***** Extracted entries

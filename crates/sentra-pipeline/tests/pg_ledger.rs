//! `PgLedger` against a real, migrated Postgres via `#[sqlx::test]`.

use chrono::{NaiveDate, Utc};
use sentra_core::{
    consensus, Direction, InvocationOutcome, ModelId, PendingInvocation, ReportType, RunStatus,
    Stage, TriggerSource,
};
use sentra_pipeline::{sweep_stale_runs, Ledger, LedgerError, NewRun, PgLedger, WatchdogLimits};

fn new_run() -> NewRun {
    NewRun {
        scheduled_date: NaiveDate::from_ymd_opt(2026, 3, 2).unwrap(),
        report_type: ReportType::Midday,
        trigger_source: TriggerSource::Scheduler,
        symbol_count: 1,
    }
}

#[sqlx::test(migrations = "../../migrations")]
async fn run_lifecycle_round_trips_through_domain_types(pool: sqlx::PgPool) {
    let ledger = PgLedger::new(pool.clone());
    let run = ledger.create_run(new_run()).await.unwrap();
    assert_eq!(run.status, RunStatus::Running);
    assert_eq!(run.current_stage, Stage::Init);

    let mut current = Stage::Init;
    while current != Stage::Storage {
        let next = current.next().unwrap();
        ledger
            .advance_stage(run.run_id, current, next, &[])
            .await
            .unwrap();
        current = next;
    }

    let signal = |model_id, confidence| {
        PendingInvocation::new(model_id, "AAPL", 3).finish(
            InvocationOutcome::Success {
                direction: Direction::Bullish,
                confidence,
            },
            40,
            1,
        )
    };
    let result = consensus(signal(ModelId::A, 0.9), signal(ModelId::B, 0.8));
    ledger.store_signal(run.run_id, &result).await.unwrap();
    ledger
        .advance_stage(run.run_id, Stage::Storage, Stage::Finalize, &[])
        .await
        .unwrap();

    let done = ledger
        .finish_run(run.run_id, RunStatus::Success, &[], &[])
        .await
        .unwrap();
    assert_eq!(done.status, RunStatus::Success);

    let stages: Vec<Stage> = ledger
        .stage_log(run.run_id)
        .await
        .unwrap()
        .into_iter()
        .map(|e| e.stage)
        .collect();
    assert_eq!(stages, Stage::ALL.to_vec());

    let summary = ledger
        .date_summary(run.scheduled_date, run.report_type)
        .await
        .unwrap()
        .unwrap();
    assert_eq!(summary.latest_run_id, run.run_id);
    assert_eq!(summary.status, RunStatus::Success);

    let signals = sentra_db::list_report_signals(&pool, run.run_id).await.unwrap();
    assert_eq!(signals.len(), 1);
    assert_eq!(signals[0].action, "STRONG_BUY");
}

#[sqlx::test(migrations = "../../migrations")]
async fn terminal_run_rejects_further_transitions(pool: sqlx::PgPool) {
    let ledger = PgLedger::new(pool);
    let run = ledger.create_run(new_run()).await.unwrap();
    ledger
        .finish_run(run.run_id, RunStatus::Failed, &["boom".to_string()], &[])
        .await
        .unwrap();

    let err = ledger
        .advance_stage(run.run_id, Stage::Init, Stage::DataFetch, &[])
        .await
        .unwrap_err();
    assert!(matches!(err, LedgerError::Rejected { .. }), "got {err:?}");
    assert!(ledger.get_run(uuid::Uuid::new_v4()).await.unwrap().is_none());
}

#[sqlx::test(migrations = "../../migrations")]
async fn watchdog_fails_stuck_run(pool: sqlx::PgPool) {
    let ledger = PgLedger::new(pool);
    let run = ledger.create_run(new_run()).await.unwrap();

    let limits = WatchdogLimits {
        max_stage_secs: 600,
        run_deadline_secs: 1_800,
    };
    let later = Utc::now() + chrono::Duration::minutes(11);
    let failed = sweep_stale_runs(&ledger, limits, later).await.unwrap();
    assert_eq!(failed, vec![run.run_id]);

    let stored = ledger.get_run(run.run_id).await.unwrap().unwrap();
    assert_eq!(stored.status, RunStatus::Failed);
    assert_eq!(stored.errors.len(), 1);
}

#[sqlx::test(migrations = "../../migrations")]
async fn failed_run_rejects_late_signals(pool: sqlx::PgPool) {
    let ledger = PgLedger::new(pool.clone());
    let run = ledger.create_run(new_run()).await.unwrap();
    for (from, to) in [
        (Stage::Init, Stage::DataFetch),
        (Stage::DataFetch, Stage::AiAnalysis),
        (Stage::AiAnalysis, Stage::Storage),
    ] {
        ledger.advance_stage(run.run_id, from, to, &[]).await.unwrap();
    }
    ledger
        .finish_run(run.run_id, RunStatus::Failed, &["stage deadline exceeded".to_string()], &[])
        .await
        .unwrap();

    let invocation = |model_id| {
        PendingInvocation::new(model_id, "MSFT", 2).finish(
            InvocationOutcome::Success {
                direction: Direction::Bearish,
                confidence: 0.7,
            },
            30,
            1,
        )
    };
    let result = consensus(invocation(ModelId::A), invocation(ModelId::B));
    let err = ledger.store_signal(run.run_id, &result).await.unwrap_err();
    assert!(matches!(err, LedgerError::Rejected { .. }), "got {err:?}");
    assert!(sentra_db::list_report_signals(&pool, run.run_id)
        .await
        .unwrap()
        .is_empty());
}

**********

• What to do
Where the word "next" appears in a line of the entries, copy that line.

• Answer
        let next = current.next().unwrap();
            .advance_stage(run.run_id, current, next, &[])
        current = next;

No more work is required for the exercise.